SPLIT-LEVEL RUIN is housed in an enormous alcove, looking south down Anasazi Valley. The stream wanders by, not far from the alcove, and the sandy floor between stream and alcove provided us with a lovely campsite. A light rain had started in the early morning light and I had spread my poncho over my sleeping bag and tried to get back to sleep.

     The rain had gotten more and more serious, and I kept regretting the tent that I’d left behind. The rain dripped onto the ground cloth and drained under the sleeping bag. So while my top was dry, the moisture was wicking up from below.

     Finally, I realized the obvious solution: move from the campsite into the Anasazi alcove. The drip line was easy to see, and back of it the sandstone was totally dry. Not exactly level, but I’d given up on sleep by then. I spread the sleeping bag out on a rock to dry and started to explore the alcove in the new light of day.

     The alcove housing Split-Level Ruin is a football field wide, and its depth considerable. As usual, there is a very high ledge that seems impossible to reach, yet it has evidence of grain storage structures. I’ll bet that is where the Anasazi kept the seed corn, that essential supply for producing next year’s harvest, to protect it in times of famine. At the east end is a collection of old timbers and the suggestion of an old structure, which I walked down to explore.

     There wasn’t much remaining of the ancient dwelling, except for the view they had from their doorway. Because the Anasazi picked alcoves that faced south, the view from their dwelling was always of the southern skyline, the source of winter warmth.

     The view from inside an alcove is restricted, but in a lovely way. The cliffs across the canyon form an elevated horizon. The sky above your head is, of course, obscured by the overhang. Following the overhang down to the left, the alcove overhang and distant cliff horizon meet in a corner of sky. So you see a crescent of sky, pinched down to an acute corner in the southeast.

     And the same thing happens to the right corner of sky: the overhang to the west comes down and meets another cliffy horizon in the southwest. When they were snug back inside the alcove, the Anasazi saw the world around them as a crescent of sky.

AS I LOOKED at the crescent of sky ending in the two acute corners, it dawned on me: southeast and southwest were very important directions to the Anasazi. At pueblos such as Hopi and Zuni, they don’t use our familiar north-east-south-west but rather the same solstice sightlines as Stonehenge. The cardinal directions to which they referred all others, just as we might make a construction such as "south-southeast," are

  • the northeasterly direction of summer solstice sunrise (about 60° from true north, in these latitudes; 90° is east, 180° is south, 270° is west, 360° is north again),
  • the southeasterly direction of winter solstice sunrise (about 120° hereabouts),
  • the southwesterly direction of winter solstice sunset (240° ), and
  • the northwesterly direction of summer solstice sunset (300° ).

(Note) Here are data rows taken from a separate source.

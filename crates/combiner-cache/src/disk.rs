use std::fs;
use std::io::{self, Write};
use std::path::{Path, PathBuf};
use std::sync::Arc;
use std::sync::atomic::{AtomicU64, Ordering};

use lru::LruCache;
use parking_lot::Mutex;

use crate::entry::{CacheEntry, StreamOutcome};
use crate::error::CacheError;
use crate::source::{ContentSource, ResourceCache};

/// File-name suffix for backing files in the scratch directory.
const FILE_SUFFIX: &str = "cache";

/// How often a single `stream` call is willing to lose the race against
/// eviction of its own entry before giving up.
///
/// Each retry re-registers the key as most-recently-used, so losing the race
/// even twice in a row takes adversarial scheduling. The bound exists so a
/// hot key on a capacity-1 cache cannot spin a caller forever.
const MAX_EVICTION_RETRIES: usize = 32;

/// Key -> entry index with LRU access-order tracking.
///
/// The `LruCache` is created unbounded; capacity is enforced by
/// [`DiskCache::enforce_capacity`] instead, because a victim must go through
/// [`CacheEntry::delete`] rather than being silently dropped.
struct Index {
    entries: LruCache<String, Arc<CacheEntry>>,
    /// Allocator for backing filenames, `<n>.cache`. Monotonic over the
    /// cache's life, so no two live entries ever share a file.
    next_file_id: u64,
}

/// Monotonic hit/miss/eviction counters.
#[derive(Debug, Default)]
struct Counters {
    hits: AtomicU64,
    misses: AtomicU64,
    evictions: AtomicU64,
}

/// A point-in-time snapshot of a cache's counters.
#[derive(Debug, Clone, Copy, PartialEq, Eq)]
pub struct CacheStats {
    /// Stream calls served from an already populated entry.
    pub hits: u64,
    /// Stream calls that ran the producer.
    pub misses: u64,
    /// Entries removed to enforce capacity or by [`DiskCache::clear`].
    pub evictions: u64,
}

/// A bounded, disk-backed, concurrency-safe content cache.
///
/// The cache owns an exclusive scratch directory which is wiped and
/// recreated at construction; nothing survives a process restart. Capacity
/// is counted in entries and enforced with least-recently-used eviction,
/// where every lookup (hit or creation) promotes the entry.
///
/// The coarse index lock is held only for map bookkeeping, never across
/// file I/O. All file I/O happens under the affected entry's own lock,
/// which is what keeps unrelated keys contention-free.
pub struct DiskCache {
    scratch_dir: PathBuf,
    capacity: usize,
    index: Mutex<Index>,
    counters: Counters,
}

impl std::fmt::Debug for DiskCache {
    fn fmt(&self, f: &mut std::fmt::Formatter<'_>) -> std::fmt::Result {
        f.debug_struct("DiskCache")
            .field("scratch_dir", &self.scratch_dir)
            .field("capacity", &self.capacity)
            .field("entries", &self.entry_count())
            .finish()
    }
}

impl DiskCache {
    /// Creates a cache holding at most `capacity` entries under
    /// `scratch_dir`.
    ///
    /// The directory is wiped and recreated: it must be exclusively owned by
    /// this cache instance for the process lifetime.
    pub fn new(scratch_dir: impl Into<PathBuf>, capacity: usize) -> Result<Self, CacheError> {
        if capacity < 1 {
            return Err(CacheError::InvalidCapacity(capacity));
        }

        let scratch_dir = scratch_dir.into();
        if let Err(e) = fs::remove_dir_all(&scratch_dir) {
            if e.kind() != io::ErrorKind::NotFound {
                return Err(CacheError::Scratch {
                    path: scratch_dir,
                    source: e,
                });
            }
        }
        if let Err(e) = fs::create_dir_all(&scratch_dir) {
            return Err(CacheError::Scratch {
                path: scratch_dir,
                source: e,
            });
        }
        tracing::debug!(path = %scratch_dir.display(), capacity, "created disk cache");

        Ok(DiskCache {
            scratch_dir,
            capacity,
            index: Mutex::new(Index {
                entries: LruCache::unbounded(),
                next_file_id: 0,
            }),
            counters: Counters::default(),
        })
    }

    /// Streams the content identified by `key` into `sink`.
    ///
    /// On a miss, `source` is invoked to materialize the backing file first;
    /// it runs at most once per population event even under concurrent
    /// first-time access. Returns `true` if the content was served from an
    /// already populated entry.
    ///
    /// Producer and I/O errors propagate unmodified; a brand-new entry whose
    /// population failed is rolled back so the next call starts clean.
    pub fn stream(
        &self,
        key: &str,
        sink: &mut dyn Write,
        source: &mut dyn ContentSource,
    ) -> Result<bool, CacheError> {
        for _ in 0..MAX_EVICTION_RETRIES {
            let (entry, is_new) = self.lookup_or_insert(key)?;

            let outcome = match entry.stream(sink, source) {
                Ok(outcome) => outcome,
                Err(e) => {
                    if is_new {
                        self.rollback(key, &entry);
                    }
                    return Err(e);
                }
            };

            // A hit cannot grow the index, so the hot path skips this
            // entirely.
            if is_new {
                self.enforce_capacity();
            }

            match outcome {
                StreamOutcome::Hit => {
                    self.counters.hits.fetch_add(1, Ordering::Relaxed);
                    return Ok(true);
                }
                StreamOutcome::Created => {
                    self.counters.misses.fetch_add(1, Ordering::Relaxed);
                    return Ok(false);
                }
                StreamOutcome::Evicted => {
                    tracing::trace!(key, "entry evicted mid-stream, retrying");
                }
            }
        }

        Err(CacheError::EvictionRaces(key.to_owned()))
    }

    /// Evicts every entry, deleting all backing files.
    ///
    /// In-flight readers finish their streams first; callers arriving
    /// afterwards repopulate from scratch.
    pub fn clear(&self) {
        let victims: Vec<_> = {
            let mut index = self.index.lock();
            std::iter::from_fn(|| index.entries.pop_lru()).collect()
        };
        for (key, entry) in victims {
            tracing::debug!(key = %key, "dropping entry on cache clear");
            self.counters.evictions.fetch_add(1, Ordering::Relaxed);
            entry.delete();
        }
    }

    /// The maximum number of entries this cache holds.
    pub fn capacity(&self) -> usize {
        self.capacity
    }

    /// The number of entries currently in the index.
    pub fn entry_count(&self) -> usize {
        self.index.lock().entries.len()
    }

    /// The scratch directory this cache owns.
    pub fn scratch_dir(&self) -> &Path {
        &self.scratch_dir
    }

    /// A snapshot of the hit/miss/eviction counters.
    pub fn stats(&self) -> CacheStats {
        CacheStats {
            hits: self.counters.hits.load(Ordering::Relaxed),
            misses: self.counters.misses.load(Ordering::Relaxed),
            evictions: self.counters.evictions.load(Ordering::Relaxed),
        }
    }

    /// Looks up the entry for `key`, creating and registering a fresh one
    /// if absent. Either way the entry becomes most-recently-used.
    fn lookup_or_insert(&self, key: &str) -> Result<(Arc<CacheEntry>, bool), CacheError> {
        let mut index = self.index.lock();

        if let Some(entry) = index.entries.get(key) {
            return Ok((Arc::clone(entry), false));
        }

        let file_id = index.next_file_id;
        index.next_file_id += 1;
        let path = self.scratch_dir.join(format!("{file_id}.{FILE_SUFFIX}"));

        // The scratch directory is wiped at construction, so a file with
        // this name can only be junk from outside interference.
        match fs::remove_file(&path) {
            Ok(()) => {
                tracing::warn!(path = %path.display(), "removed stale file occupying a fresh cache slot")
            }
            Err(e) if e.kind() == io::ErrorKind::NotFound => {}
            Err(e) => return Err(e.into()),
        }

        tracing::trace!(key, path = %path.display(), "registering new cache entry");
        let entry = Arc::new(CacheEntry::new(path));
        index.entries.put(key.to_owned(), Arc::clone(&entry));

        Ok((entry, true))
    }

    /// Unregisters a half-created entry after a failed population and
    /// deletes its backing file.
    fn rollback(&self, key: &str, entry: &Arc<CacheEntry>) {
        {
            let mut index = self.index.lock();
            // Only unregister if the index still maps the key to this very
            // entry; a concurrent eviction plus re-creation may have put a
            // different one there already.
            let ours = index
                .entries
                .peek(key)
                .is_some_and(|current| Arc::ptr_eq(current, entry));
            if ours {
                index.entries.pop(key);
            }
        }
        tracing::debug!(key, "rolling back entry after failed population");
        entry.delete();
    }

    /// Removes least-recently-used entries until the index fits the
    /// capacity again.
    ///
    /// Victims are unregistered under the coarse lock but deleted outside
    /// it: `delete` blocks on the victim's own lock until readers still
    /// mid-flight on that victim have finished, and the coarse lock must
    /// not be held across that wait.
    fn enforce_capacity(&self) {
        let mut victims = Vec::new();
        {
            let mut index = self.index.lock();
            while index.entries.len() > self.capacity {
                match index.entries.pop_lru() {
                    Some(victim) => victims.push(victim),
                    None => break,
                }
            }
        }

        for (key, entry) in victims {
            tracing::debug!(key = %key, "evicting least-recently-used entry");
            self.counters.evictions.fetch_add(1, Ordering::Relaxed);
            entry.delete();
        }
    }
}

impl ResourceCache for DiskCache {
    fn stream(
        &self,
        key: &str,
        sink: &mut dyn Write,
        source: &mut dyn ContentSource,
    ) -> Result<bool, CacheError> {
        DiskCache::stream(self, key, sink, source)
    }
}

The view from an arbitrary rock shelter.

     Were the crescent corners in two of the cardinal directions? There was only one way to find out, and it involved getting wet again. I ventured out into the rain and ran over to where my backpack was sheltering under its raincover. The side compartment had my pocket transit, which looks like a hefty pocket compass and functions as a combination of magnetic compass and elevation-measuring instrument. It’s typically used by geologists for rough measurements when out hiking. I ran back into the dry alcove, the little instrument clutched close.

     I climbed back up to the timbers and sat down to make the measurements on the crescent corners of skyline. I sighted to the right corner in the southwest. The bearing was about 215° around from true north. Now I knew that winter solstice sunset is at about 240° at these latitudes, but that’s with a level horizon, and they’d have never seen the sun reach the level horizon because the high corner would have cut off their view while the sun was still high in the sky, probably an hour before sunset seen from the top walls of the canyon. One has to compensate for that elevated horizon.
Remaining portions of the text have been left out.